# [WORK ITEM]
The exercise asks you to copy every line below in which "that" appears.
====== DATA FOR THIS TASK
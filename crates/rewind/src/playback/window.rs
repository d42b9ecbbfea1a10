//! The loaded candle window: warm-up history plus the playable range.

use std::collections::BTreeMap;

use rewind_core::Candle;

/// Merge two ascending runs by time. On equal times the `forward` copy wins.
pub fn merge_by_time(backward: Vec<Candle>, forward: Vec<Candle>) -> Vec<Candle> {
    let mut by_time: BTreeMap<i64, Candle> = backward.into_iter().map(|c| (c.time, c)).collect();
    for candle in forward {
        by_time.insert(candle.time, candle);
    }
    by_time.into_values().collect()
}

/// `count` copies of `reference` stepped back one bar at a time, oldest first.
pub fn synthetic_bars(reference: &Candle, count: usize, bar_seconds: i64) -> Vec<Candle> {
    (1..=count as i64)
        .rev()
        .map(|k| reference.with_time(reference.time - k * bar_seconds))
        .collect()
}

/// Warm-up candles feed indicators but are never played. The first
/// `synthetic` of them are padding, not market data.
#[derive(Debug, Clone, Default, PartialEq)]
pub struct CandleWindow {
    warmup: Vec<Candle>,
    visible: Vec<Candle>,
    synthetic: usize,
}

impl CandleWindow {
    /// Split ascending `candles` at `session_start`. Bars strictly before it
    /// become warm-up, keeping only the latest `max_warmup`.
    pub fn split(candles: Vec<Candle>, session_start: i64, max_warmup: usize) -> Self {
        let at = candles.partition_point(|c| c.time < session_start);
        let mut warmup = candles;
        let visible = warmup.split_off(at);
        let excess = warmup.len().saturating_sub(max_warmup);
        warmup.drain(..excess);
        Self {
            warmup,
            visible,
            synthetic: 0,
        }
    }

    pub fn warmup(&self) -> &[Candle] {
        &self.warmup
    }

    pub fn visible(&self) -> &[Candle] {
        &self.visible
    }

    pub(crate) fn visible_mut(&mut self) -> &mut [Candle] {
        &mut self.visible
    }

    pub fn synthetic_count(&self) -> usize {
        self.synthetic
    }

    pub fn real_warmup(&self) -> &[Candle] {
        &self.warmup[self.synthetic..]
    }

    /// Oldest candle that came from the data source.
    pub fn oldest_real(&self) -> Option<&Candle> {
        self.real_warmup().first().or_else(|| self.visible.first())
    }

    pub fn is_empty(&self) -> bool {
        self.visible.is_empty()
    }

    /// Warm-up followed by the playable range, for rendering and indicators.
    pub fn all(&self) -> Vec<Candle> {
        let mut all = Vec::with_capacity(self.warmup.len() + self.visible.len());
        all.extend_from_slice(&self.warmup);
        all.extend_from_slice(&self.visible);
        all
    }

    /// Replace any padding so that warm-up holds at least `min` bars.
    pub fn pad_warmup(&mut self, min: usize, bar_seconds: i64) {
        self.warmup.drain(..self.synthetic);
        self.synthetic = 0;
        if self.warmup.len() >= min {
            return;
        }
        let Some(reference) = self.oldest_real().copied() else {
            return;
        };
        let padding = synthetic_bars(&reference, min - self.warmup.len(), bar_seconds);
        self.synthetic = padding.len();
        self.warmup.splice(0..0, padding);
    }

    /// Append candles strictly newer than the last playable one.
    pub fn append(&mut self, candles: Vec<Candle>) -> usize {
        let last = self.visible.last().map(|c| c.time);
        let before = self.visible.len();
        self.visible
            .extend(candles.into_iter().filter(|c| last.map_or(true, |t| c.time > t)));
        self.visible.len() - before
    }

    /// Prepend a history batch that ends before the oldest real candle.
    ///
    /// The oldest `warmup_bars` of the batch become the new warm-up; the rest
    /// of the batch and the previous real warm-up slide into the playable
    /// range. Candles at or after the current boundary are ignored, so
    /// applying the same batch twice is harmless. Returns how many candles
    /// were inserted in front of the playable range.
    pub fn prepend_history(
        &mut self,
        batch: Vec<Candle>,
        warmup_bars: usize,
        min_warmup: usize,
        bar_seconds: i64,
    ) -> usize {
        let Some(boundary) = self.oldest_real().map(|c| c.time) else {
            return 0;
        };
        let mut oldest: Vec<Candle> = batch.into_iter().filter(|c| c.time < boundary).collect();
        if oldest.is_empty() {
            return 0;
        }

        let rest = oldest.split_off(warmup_bars.min(oldest.len()));
        let previous: Vec<Candle> = self.warmup.drain(self.synthetic..).collect();
        let inserted = rest.len() + previous.len();

        self.warmup = oldest;
        self.synthetic = 0;
        self.visible.splice(0..0, rest.into_iter().chain(previous));
        self.pad_warmup(min_warmup, bar_seconds);
        inserted
    }
}
//! Magnet snapping and angle constraints for drawing gestures.

use rewind_core::{Candle, Point};

use crate::coords::CoordinateMapper;
use crate::pane::{ChartPane, PaneId};

/// The OHLC value of `candle` nearest to `raw`.
///
/// Ties resolve in the fixed order high, low, close, open.
pub fn nearest_ohlc(candle: &Candle, raw: f64) -> f64 {
    [candle.high, candle.low, candle.close, candle.open]
        .into_iter()
        .fold((candle.high, f64::INFINITY), |(best, best_dist), value| {
            let dist = (value - raw).abs();
            if dist < best_dist {
                (value, dist)
            } else {
                (best, best_dist)
            }
        })
        .0
}

/// Snap a raw price to the candle at `time` when the magnet applies.
///
/// Only the main pane snaps; indicator panes have no OHLC to snap to.
pub fn snap_price<P: ChartPane + ?Sized>(
    mapper: &CoordinateMapper<'_, P>,
    pane: PaneId,
    magnet: bool,
    time: i64,
    raw: f64,
) -> f64 {
    if !magnet || !pane.is_main() {
        return raw;
    }
    mapper
        .candle_at(time)
        .map_or(raw, |candle| nearest_ohlc(candle, raw))
}

/// Lock `current` to a horizontal or vertical line through `anchor`.
///
/// The axis with the larger pixel delta stays free; the other takes the
/// anchor's value. Equal deltas lock the price. Returns `current` unchanged
/// when either point cannot be placed on screen.
pub fn constrain_angle<P: ChartPane + ?Sized>(
    mapper: &CoordinateMapper<'_, P>,
    anchor: Point,
    current: Point,
) -> Point {
    let (Some(a), Some(c)) = (mapper.point_to_pixel(anchor), mapper.point_to_pixel(current)) else {
        return current;
    };

    if (c.x - a.x).abs() >= (c.y - a.y).abs() {
        Point::new(current.time, anchor.price)
    } else {
        Point::new(anchor.time, current.price)
    }
}
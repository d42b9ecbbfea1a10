//! Pixel-space hit testing for drawings.

use crate::coords::CoordinateMapper;
use crate::pane::ChartPane;
use crate::viewport::ScreenPos;

use super::types::{fib_price, ControlPoint, Drawing, DrawingKind};

/// Handles are grabbed within this many pixels.
pub const HANDLE_RADIUS_PX: f64 = 8.0;

/// Approximate glyph width relative to font size, for text bounds.
const GLYPH_WIDTH_RATIO: f64 = 0.6;

/// Which part of `drawing` lies under `pos`, if any.
///
/// Handles win over the body. Parts that cannot be placed on screen are not
/// hittable.
pub fn hit_test<P: ChartPane + ?Sized>(
    drawing: &Drawing,
    mapper: &CoordinateMapper<'_, P>,
    pos: ScreenPos,
    tolerance: f64,
) -> Option<ControlPoint> {
    if !drawing.visible {
        return None;
    }

    let handle = drawing
        .handles()
        .into_iter()
        .filter_map(|(control, point)| {
            let px = mapper.point_to_pixel(point)?;
            let dist = px.distance_to(pos);
            (dist <= HANDLE_RADIUS_PX).then_some((control, dist))
        })
        .min_by(|a, b| a.1.total_cmp(&b.1));
    if let Some((control, _)) = handle {
        return Some(control);
    }

    body_hit(drawing, mapper, pos, tolerance).then_some(ControlPoint::All)
}

fn body_hit<P: ChartPane + ?Sized>(
    drawing: &Drawing,
    mapper: &CoordinateMapper<'_, P>,
    pos: ScreenPos,
    tolerance: f64,
) -> bool {
    let (Some(a), Some(b)) = (mapper.point_to_pixel(drawing.p1), mapper.point_to_pixel(drawing.p2)) else {
        return false;
    };

    match &drawing.kind {
        DrawingKind::Trendline => pos.distance_to_segment(a, b) <= tolerance,
        DrawingKind::Rectangle => inside(pos, a, b, tolerance),
        DrawingKind::Fib { levels } => {
            inside(pos, a, b, tolerance)
                || levels.iter().filter(|l| l.visible).any(|l| {
                    mapper
                        .price_to_pixel(fib_price(drawing.p1, drawing.p2, l.level))
                        .is_some_and(|y| {
                            (pos.y - y).abs() <= tolerance
                                && pos.x >= a.x.min(b.x) - tolerance
                                && pos.x <= a.x.max(b.x) + tolerance
                        })
                })
        }
        DrawingKind::Text { text, font_size } => {
            let size = f64::from(*font_size);
            let width = text.chars().count() as f64 * size * GLYPH_WIDTH_RATIO;
            inside(pos, a, ScreenPos::new(a.x + width, a.y - size), tolerance)
        }
        // Session boxes are derived from data; only the anchor handle selects them.
        DrawingKind::KillZone(_) => false,
        DrawingKind::Position { .. } => {
            let (low, high) = drawing.price_span();
            match (mapper.price_to_pixel(low), mapper.price_to_pixel(high)) {
                (Some(y_low), Some(y_high)) => inside(
                    pos,
                    ScreenPos::new(a.x, y_low),
                    ScreenPos::new(b.x, y_high),
                    tolerance,
                ),
                _ => false,
            }
        }
    }
}

/// Whether `pos` lies in the box spanned by corners `a` and `b`, grown by `pad`.
fn inside(pos: ScreenPos, a: ScreenPos, b: ScreenPos, pad: f64) -> bool {
    pos.x >= a.x.min(b.x) - pad
        && pos.x <= a.x.max(b.x) + pad
        && pos.y >= a.y.min(b.y) - pad
        && pos.y <= a.y.max(b.y) + pad
}

#[cfg(test)]
mod tests {
    use super::*;
    use crate::drawing::types::{Bracket, Side};
    use crate::pane::PaneId;
    use crate::viewport::LinearPane;
    use rewind_core::{Candle, Point, Timeframe};

    // 10 px per bar, 10 px per price unit, price 100 at the top.
    fn setup() -> (LinearPane, Vec<Candle>) {
        let pane = LinearPane::new(1000.0, 1000.0)
            .with_range(0.0, 100.0)
            .with_prices(0.0, 100.0);
        let candles = (0..100).map(|i| Candle::flat(i * 60, 50.0)).collect();
        (pane, candles)
    }

    fn drawing(kind: DrawingKind, p1: Point, p2: Point) -> Drawing {
        Drawing::new(kind, "EURUSD", PaneId::Main, p1, p2)
    }

    #[test]
    fn test_trendline_handles_and_body() {
        let (pane, candles) = setup();
        let mapper = CoordinateMapper::new(&pane, &candles, Timeframe::Min1);
        // (100, 500) to (300, 500)
        let line = drawing(DrawingKind::Trendline, Point::new(600, 50.0), Point::new(1800, 50.0));

        assert_eq!(hit_test(&line, &mapper, ScreenPos::new(103.0, 503.0), 6.0), Some(ControlPoint::P1));
        assert_eq!(hit_test(&line, &mapper, ScreenPos::new(296.0, 500.0), 6.0), Some(ControlPoint::P2));
        assert_eq!(hit_test(&line, &mapper, ScreenPos::new(200.0, 504.0), 6.0), Some(ControlPoint::All));
        assert_eq!(hit_test(&line, &mapper, ScreenPos::new(200.0, 520.0), 6.0), None);
    }

    #[test]
    fn test_hidden_drawing_is_not_hit() {
        let (pane, candles) = setup();
        let mapper = CoordinateMapper::new(&pane, &candles, Timeframe::Min1);
        let mut rect = drawing(DrawingKind::Rectangle, Point::new(600, 60.0), Point::new(1800, 40.0));
        assert_eq!(hit_test(&rect, &mapper, ScreenPos::new(200.0, 500.0), 6.0), Some(ControlPoint::All));
        rect.visible = false;
        assert_eq!(hit_test(&rect, &mapper, ScreenPos::new(200.0, 500.0), 6.0), None);
    }

    #[test]
    fn test_position_target_handle() {
        let (pane, candles) = setup();
        let mapper = CoordinateMapper::new(&pane, &candles, Timeframe::Min1);
        let pos = drawing(
            DrawingKind::Position {
                side: Side::Long,
                bracket: Bracket {
                    target: 70.0,
                    stop: 40.0,
                },
            },
            Point::new(600, 50.0),
            Point::new(1800, 50.0),
        );
        // Target handle at (100, 300)
        assert_eq!(hit_test(&pos, &mapper, ScreenPos::new(102.0, 302.0), 6.0), Some(ControlPoint::Target));
        assert_eq!(hit_test(&pos, &mapper, ScreenPos::new(100.0, 600.0), 6.0), Some(ControlPoint::Stop));
        // Inside the stop zone, away from handles.
        assert_eq!(hit_test(&pos, &mapper, ScreenPos::new(250.0, 550.0), 6.0), Some(ControlPoint::All));
    }
}
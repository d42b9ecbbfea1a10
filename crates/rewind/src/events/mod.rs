//! Outbound events emitted by the interaction core.

mod bus;
mod types;

pub use bus::EventBus;
pub use types::{ChartEvent, DrawingEvent, Modifiers, TradeEvent, ViewEvent};
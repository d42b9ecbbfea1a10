//! Headless replay demo
//!
//! Loads a replay session, plays a few bars through the playback driver,
//! places a couple of drawings and logs what the scene would paint.
//!
//! Usage: replay_demo [csv_path] [--symbol S] [--timeframe TF] [--ticks N]
//!
//! Without a CSV path a synthetic series is generated. Run with
//! `RUST_LOG=info` (or `debug`) to see the output.

use std::env;
use std::time::Instant;

use anyhow::{bail, Context, Result};
use rewind::drawing::{Bracket, Side};
use rewind::playback::{LoadParams, Phase, PlaybackCommand, PlaybackDriver, PlaybackEngine, PlaybackEvent};
use rewind::trades::{OrderType, Trade, TradeId, TradeStatus};
use rewind::{
    build_scene, DrawPrimitive, Drawing, DrawingKind, DrawingManager, LinearPane, PaneId, SceneInput,
    TradeOverlay,
};
use rewind_config::Config;
use rewind_core::{Candle, Point, Timeframe};
use rewind_data::{CsvLoader, MemorySource};

const DEFAULT_SYMBOL: &str = "EURUSD";
const DEFAULT_TICKS: usize = 20;
/// Three days of synthetic bars.
const SYNTHETIC_SECONDS: i64 = 3 * 86_400;
/// 2024-01-01 00:00:00 UTC.
const SYNTHETIC_START: i64 = 1_704_067_200;

struct Args {
    csv_path: Option<String>,
    symbol: String,
    timeframe: Timeframe,
    ticks: usize,
}

fn parse_args() -> Result<Args> {
    let mut args = Args {
        csv_path: None,
        symbol: DEFAULT_SYMBOL.to_string(),
        timeframe: Timeframe::Min15,
        ticks: DEFAULT_TICKS,
    };

    let mut iter = env::args().skip(1);
    while let Some(arg) = iter.next() {
        match arg.as_str() {
            "--symbol" => args.symbol = iter.next().context("--symbol needs a value")?,
            "--timeframe" => {
                let value = iter.next().context("--timeframe needs a value")?;
                args.timeframe = value.parse().with_context(|| format!("bad timeframe {value}"))?;
            }
            "--ticks" => {
                let value = iter.next().context("--ticks needs a value")?;
                args.ticks = value.parse().with_context(|| format!("bad tick count {value}"))?;
            }
            flag if flag.starts_with("--") => bail!("unknown option {flag}"),
            path => args.csv_path = Some(path.to_string()),
        }
    }
    Ok(args)
}

fn synthetic_candles(timeframe: Timeframe) -> Vec<Candle> {
    let bar = timeframe.seconds();
    let count = SYNTHETIC_SECONDS / bar;
    let mut close = 1.1000;
    (0..count)
        .map(|i| {
            let open = close;
            close = 1.1000 + 0.004 * ((i as f64) / 12.0).sin() + 0.0003 * ((i as f64) / 2.0).cos();
            let high = open.max(close) + 0.0002;
            let low = open.min(close) - 0.0002;
            Candle::new(SYNTHETIC_START + i * bar, open, high, low, close)
        })
        .collect()
}

fn build_source(args: &Args) -> Result<MemorySource> {
    let mut source = MemorySource::new();
    match &args.csv_path {
        Some(path) => {
            let count = CsvLoader::new(path)
                .load_into(&mut source, &args.symbol, args.timeframe)
                .with_context(|| format!("failed to load {path}"))?;
            log::info!("Loaded {} candles from {}", count, path);
        }
        None => {
            let candles = synthetic_candles(args.timeframe);
            log::info!("Generated {} synthetic {} candles", candles.len(), args.timeframe);
            source.insert(&args.symbol, args.timeframe, candles);
        }
    }
    Ok(source)
}

#[tokio::main(flavor = "current_thread")]
async fn main() -> Result<()> {
    env_logger::init();
    let started = Instant::now();

    let args = parse_args()?;
    let config = Config::load_default();
    let source = build_source(&args)?;

    let first = source
        .candles(&args.symbol, args.timeframe)
        .first()
        .copied()
        .with_context(|| format!("no candles for {} {}", args.symbol, args.timeframe))?;
    let session_start = first.time + 86_400;
    let params = LoadParams::new(&args.symbol, args.timeframe, session_start, session_start);

    let (driver, commands, mut events) = PlaybackDriver::new(PlaybackEngine::new(config.playback.clone()), source);
    let ticks = args.ticks;
    let host = async move {
        commands.send(PlaybackCommand::SetSpeed(10)).await?;
        commands.send(PlaybackCommand::Load(params)).await?;
        let mut seen = 0;
        let mut playing = false;
        while let Some(event) = events.recv().await {
            match event {
                PlaybackEvent::Loaded { state, sim_time } => {
                    log::info!("Session ready at {} ({} playable bars)", sim_time, state.max_index);
                    commands.send(PlaybackCommand::Play).await?;
                }
                PlaybackEvent::Tick { index, candle, .. } => {
                    log::debug!("Bar {}: close {:.5}", index, candle.close);
                    seen += 1;
                    if seen >= ticks {
                        break;
                    }
                }
                PlaybackEvent::Error(message) => bail!("playback failed: {message}"),
                PlaybackEvent::PhaseChanged(Phase::Playing) => playing = true,
                PlaybackEvent::PhaseChanged(Phase::Ready) if playing => {
                    log::info!("Reached the end of the loaded data");
                    break;
                }
                PlaybackEvent::PhaseChanged(phase) => log::debug!("Phase: {:?}", phase),
                other => log::debug!("{:?}", other),
            }
        }
        commands.send(PlaybackCommand::Shutdown).await?;
        anyhow::Ok(seen)
    };
    let (engine, played) = tokio::join!(driver.run(), host);
    let played = played?;
    log::info!("Played {} bars, now at index {}", played, engine.current_index());

    let window = engine.window().all();
    let current = engine
        .current_candle()
        .copied()
        .context("engine has no current candle")?;
    let (low, high) = window
        .iter()
        .fold((f64::MAX, f64::MIN), |(lo, hi), c| (lo.min(c.low), hi.max(c.high)));
    let pane = LinearPane::new(1200.0, 600.0)
        .with_range(0.0, window.len() as f64)
        .with_prices(low, high);

    let bar = args.timeframe.seconds();
    let drawings = vec![
        Drawing::new(
            DrawingKind::KillZone(config.kill_zone.clone()),
            &args.symbol,
            PaneId::Main,
            Point::new(window[0].time, window[0].close),
            Point::new(window[0].time, window[0].close),
        ),
        Drawing::new(
            DrawingKind::Position {
                side: Side::Long,
                bracket: Bracket::from_drag(Side::Long, current.close, current.close * 1.002),
            },
            &args.symbol,
            PaneId::Main,
            Point::new(current.time, current.close),
            Point::new(current.time + 20 * bar, current.close),
        ),
    ];
    let trades = vec![Trade {
        id: TradeId(1),
        status: TradeStatus::Open,
        order_type: OrderType::Market,
        entry_price: current.close,
        stop_loss: current.close * 0.998,
        take_profit: 0.0,
    }];

    let manager = DrawingManager::new();
    let overlay = TradeOverlay::new();
    let input = SceneInput {
        symbol: &args.symbol,
        timeframe: args.timeframe,
        candles: &window,
        warmup_len: engine.window().warmup().len(),
        drawings: &drawings,
        manager: &manager,
        trades: &trades,
        overlay: &overlay,
    };
    let scene = build_scene(&[(PaneId::Main, &pane)], &input);

    for (pane_id, primitives) in &scene {
        let count = |f: fn(&DrawPrimitive) -> bool| primitives.iter().filter(|p| f(p)).count();
        log::info!(
            "Pane {}: {} lines, {} boxes, {} labels",
            pane_id,
            count(|p| matches!(p, DrawPrimitive::Line { .. })),
            count(|p| matches!(p, DrawPrimitive::Rect { .. })),
            count(|p| matches!(p, DrawPrimitive::Label { .. })),
        );
    }
    log::info!("Done in {:.2?}", started.elapsed());
    Ok(())
}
============
# [RESULT OF THIS TASK]
    /// Oldest candle that came from the data source.
    /// Replace any padding so that warm-up holds at least `min` bars.
    /// Prepend a history batch that ends before the oldest real candle.
/// Handles win over the body. Parts that cannot be placed on screen are not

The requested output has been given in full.